## What you have to do
Whenever a line below holds the word "uses", copy that line.

[Opening Given data section]

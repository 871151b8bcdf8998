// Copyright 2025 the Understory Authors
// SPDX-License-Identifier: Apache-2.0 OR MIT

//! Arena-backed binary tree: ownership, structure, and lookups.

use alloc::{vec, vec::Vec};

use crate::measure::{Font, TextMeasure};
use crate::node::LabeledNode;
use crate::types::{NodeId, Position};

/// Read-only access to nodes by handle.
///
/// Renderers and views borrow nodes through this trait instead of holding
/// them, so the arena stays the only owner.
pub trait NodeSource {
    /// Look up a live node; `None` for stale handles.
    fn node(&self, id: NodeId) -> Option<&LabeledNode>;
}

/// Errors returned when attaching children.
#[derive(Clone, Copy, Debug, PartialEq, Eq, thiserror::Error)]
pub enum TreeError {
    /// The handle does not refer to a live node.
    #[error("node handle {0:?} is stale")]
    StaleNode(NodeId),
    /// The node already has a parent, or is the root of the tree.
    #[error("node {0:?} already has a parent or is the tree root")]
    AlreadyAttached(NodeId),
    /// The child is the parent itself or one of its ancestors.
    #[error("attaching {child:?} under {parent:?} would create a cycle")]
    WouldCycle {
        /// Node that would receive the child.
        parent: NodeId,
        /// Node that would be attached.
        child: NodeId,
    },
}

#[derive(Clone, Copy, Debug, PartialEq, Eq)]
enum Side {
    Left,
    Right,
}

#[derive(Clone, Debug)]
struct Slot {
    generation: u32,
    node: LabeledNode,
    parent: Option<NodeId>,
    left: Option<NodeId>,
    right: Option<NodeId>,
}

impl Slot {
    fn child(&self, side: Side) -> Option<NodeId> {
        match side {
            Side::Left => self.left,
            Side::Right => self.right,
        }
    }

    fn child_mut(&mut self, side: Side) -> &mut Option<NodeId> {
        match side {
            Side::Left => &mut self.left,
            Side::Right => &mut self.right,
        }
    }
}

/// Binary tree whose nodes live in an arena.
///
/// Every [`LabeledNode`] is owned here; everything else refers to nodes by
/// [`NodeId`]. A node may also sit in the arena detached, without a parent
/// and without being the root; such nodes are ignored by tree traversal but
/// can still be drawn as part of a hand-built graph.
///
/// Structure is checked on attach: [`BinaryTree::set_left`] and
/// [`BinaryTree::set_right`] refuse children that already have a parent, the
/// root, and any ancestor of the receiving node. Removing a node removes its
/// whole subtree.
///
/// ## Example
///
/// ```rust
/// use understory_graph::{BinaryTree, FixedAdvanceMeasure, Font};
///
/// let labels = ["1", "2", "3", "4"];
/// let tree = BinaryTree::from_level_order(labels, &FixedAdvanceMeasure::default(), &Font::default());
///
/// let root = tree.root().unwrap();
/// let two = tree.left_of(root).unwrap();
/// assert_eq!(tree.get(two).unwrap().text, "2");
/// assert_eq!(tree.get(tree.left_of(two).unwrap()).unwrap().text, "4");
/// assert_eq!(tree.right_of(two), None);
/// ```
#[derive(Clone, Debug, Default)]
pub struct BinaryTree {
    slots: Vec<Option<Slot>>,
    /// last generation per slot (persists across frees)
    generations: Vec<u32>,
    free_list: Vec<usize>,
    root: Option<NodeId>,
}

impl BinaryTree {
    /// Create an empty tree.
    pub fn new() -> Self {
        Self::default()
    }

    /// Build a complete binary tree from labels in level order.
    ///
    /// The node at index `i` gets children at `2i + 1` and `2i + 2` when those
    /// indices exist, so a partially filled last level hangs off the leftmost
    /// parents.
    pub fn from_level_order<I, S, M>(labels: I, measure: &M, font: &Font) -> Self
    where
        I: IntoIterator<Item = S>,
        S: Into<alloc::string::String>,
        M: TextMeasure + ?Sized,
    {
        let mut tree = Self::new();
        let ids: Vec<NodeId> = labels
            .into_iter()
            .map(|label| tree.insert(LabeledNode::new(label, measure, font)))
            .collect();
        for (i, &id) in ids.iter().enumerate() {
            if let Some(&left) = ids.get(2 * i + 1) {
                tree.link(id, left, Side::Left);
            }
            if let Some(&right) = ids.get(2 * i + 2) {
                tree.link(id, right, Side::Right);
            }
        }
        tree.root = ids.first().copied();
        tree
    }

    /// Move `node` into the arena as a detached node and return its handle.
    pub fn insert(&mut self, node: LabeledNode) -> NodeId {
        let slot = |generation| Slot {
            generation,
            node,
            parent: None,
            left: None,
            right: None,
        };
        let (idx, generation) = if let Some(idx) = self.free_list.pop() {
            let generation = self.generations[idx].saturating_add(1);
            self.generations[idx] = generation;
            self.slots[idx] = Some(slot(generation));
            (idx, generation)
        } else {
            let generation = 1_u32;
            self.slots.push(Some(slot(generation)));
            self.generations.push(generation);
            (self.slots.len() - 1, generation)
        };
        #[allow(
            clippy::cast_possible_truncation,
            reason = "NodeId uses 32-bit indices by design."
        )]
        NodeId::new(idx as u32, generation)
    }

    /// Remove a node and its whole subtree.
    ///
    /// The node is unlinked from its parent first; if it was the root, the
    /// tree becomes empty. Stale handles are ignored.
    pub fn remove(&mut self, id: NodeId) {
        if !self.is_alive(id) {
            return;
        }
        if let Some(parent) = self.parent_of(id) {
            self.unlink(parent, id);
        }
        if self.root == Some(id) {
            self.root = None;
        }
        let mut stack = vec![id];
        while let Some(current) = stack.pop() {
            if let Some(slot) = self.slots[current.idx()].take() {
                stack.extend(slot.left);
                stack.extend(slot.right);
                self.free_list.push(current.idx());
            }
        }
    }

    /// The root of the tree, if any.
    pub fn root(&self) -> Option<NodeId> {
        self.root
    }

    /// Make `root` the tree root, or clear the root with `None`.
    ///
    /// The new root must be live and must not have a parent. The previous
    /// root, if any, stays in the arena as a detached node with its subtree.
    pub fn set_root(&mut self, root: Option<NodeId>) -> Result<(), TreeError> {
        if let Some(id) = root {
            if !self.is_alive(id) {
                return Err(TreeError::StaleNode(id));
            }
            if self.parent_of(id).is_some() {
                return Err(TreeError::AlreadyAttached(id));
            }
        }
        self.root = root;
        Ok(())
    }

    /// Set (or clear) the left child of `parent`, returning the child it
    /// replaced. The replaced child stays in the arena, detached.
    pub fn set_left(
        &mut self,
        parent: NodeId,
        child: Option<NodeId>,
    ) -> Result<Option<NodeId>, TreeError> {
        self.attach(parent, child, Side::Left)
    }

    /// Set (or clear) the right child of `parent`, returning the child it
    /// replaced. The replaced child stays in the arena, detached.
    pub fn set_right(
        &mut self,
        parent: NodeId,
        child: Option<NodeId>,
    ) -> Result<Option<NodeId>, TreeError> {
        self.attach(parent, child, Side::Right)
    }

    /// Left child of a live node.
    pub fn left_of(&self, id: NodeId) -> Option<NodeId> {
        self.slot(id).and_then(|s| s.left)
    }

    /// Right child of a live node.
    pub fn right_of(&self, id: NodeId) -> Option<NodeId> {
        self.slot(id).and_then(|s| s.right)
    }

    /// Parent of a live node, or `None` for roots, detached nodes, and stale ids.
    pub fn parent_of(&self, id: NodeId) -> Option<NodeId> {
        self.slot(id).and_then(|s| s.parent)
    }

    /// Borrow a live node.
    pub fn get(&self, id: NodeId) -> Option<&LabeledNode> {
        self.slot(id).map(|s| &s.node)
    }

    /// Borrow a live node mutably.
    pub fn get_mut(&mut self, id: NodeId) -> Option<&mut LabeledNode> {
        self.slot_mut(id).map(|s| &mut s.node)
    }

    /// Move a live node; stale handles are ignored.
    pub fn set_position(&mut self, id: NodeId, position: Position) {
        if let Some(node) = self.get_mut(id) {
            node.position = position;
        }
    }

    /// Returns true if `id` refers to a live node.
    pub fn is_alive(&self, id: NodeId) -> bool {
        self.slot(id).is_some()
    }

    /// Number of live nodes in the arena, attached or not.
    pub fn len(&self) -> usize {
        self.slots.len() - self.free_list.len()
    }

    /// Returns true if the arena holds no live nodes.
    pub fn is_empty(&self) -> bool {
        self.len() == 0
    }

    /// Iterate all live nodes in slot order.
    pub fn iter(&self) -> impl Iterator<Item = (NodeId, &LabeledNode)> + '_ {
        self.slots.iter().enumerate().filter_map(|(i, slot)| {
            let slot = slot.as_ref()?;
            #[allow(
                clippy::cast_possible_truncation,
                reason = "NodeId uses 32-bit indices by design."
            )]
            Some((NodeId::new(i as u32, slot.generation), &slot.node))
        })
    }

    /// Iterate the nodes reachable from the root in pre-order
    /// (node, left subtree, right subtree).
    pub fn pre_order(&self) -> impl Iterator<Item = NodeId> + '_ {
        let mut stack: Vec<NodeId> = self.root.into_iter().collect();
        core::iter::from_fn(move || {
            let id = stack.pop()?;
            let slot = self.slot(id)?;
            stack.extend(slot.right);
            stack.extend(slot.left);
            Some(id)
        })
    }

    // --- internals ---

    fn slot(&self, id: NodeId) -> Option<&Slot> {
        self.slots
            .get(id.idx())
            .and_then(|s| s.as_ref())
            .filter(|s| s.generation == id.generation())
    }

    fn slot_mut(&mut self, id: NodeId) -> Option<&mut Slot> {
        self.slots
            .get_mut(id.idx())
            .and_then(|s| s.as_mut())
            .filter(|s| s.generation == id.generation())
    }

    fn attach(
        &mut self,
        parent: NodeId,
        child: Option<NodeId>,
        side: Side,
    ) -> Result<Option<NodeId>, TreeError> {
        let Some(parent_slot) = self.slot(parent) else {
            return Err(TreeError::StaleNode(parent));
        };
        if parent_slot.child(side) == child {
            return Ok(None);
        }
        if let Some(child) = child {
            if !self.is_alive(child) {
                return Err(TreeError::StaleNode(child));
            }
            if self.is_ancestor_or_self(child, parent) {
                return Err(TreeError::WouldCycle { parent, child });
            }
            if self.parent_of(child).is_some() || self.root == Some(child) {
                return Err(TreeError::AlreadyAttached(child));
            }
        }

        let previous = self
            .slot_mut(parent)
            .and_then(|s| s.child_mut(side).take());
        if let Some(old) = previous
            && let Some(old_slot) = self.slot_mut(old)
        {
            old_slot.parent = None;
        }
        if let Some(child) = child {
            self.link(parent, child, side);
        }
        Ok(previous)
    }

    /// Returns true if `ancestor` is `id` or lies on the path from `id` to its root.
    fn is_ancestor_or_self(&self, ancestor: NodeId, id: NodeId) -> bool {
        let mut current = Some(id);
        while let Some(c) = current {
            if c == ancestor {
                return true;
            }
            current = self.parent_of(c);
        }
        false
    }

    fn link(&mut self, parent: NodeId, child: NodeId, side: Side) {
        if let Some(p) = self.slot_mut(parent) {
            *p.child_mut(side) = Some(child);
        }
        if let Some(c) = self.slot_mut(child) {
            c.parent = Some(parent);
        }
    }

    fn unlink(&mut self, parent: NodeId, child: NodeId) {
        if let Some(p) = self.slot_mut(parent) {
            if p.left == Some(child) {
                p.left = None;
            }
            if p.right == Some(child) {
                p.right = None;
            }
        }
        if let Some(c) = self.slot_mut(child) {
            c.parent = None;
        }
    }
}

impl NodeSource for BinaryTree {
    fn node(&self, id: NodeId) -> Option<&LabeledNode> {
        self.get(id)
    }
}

[Closing Given data section]
[Opening Given data section]

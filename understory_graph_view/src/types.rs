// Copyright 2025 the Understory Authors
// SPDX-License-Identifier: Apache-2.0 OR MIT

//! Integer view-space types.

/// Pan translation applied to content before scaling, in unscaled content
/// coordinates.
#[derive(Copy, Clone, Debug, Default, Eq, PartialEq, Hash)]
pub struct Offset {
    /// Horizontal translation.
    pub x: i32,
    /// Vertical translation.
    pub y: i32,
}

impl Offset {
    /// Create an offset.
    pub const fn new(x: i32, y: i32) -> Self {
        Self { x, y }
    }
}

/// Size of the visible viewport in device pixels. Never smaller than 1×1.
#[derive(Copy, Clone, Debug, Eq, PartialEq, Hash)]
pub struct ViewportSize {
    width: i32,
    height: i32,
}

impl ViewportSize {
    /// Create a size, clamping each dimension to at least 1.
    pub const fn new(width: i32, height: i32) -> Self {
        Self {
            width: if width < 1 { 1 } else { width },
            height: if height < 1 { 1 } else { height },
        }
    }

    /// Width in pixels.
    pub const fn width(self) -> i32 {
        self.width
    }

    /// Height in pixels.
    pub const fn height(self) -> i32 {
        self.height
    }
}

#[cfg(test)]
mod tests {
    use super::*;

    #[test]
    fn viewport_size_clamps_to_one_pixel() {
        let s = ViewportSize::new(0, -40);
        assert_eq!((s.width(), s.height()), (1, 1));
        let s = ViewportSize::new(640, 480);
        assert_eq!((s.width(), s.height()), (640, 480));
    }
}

[Closing Given data section]

## Result for this exercise
            reason = "NodeId uses 32-bit indices by design."
                reason = "NodeId uses 32-bit indices by design."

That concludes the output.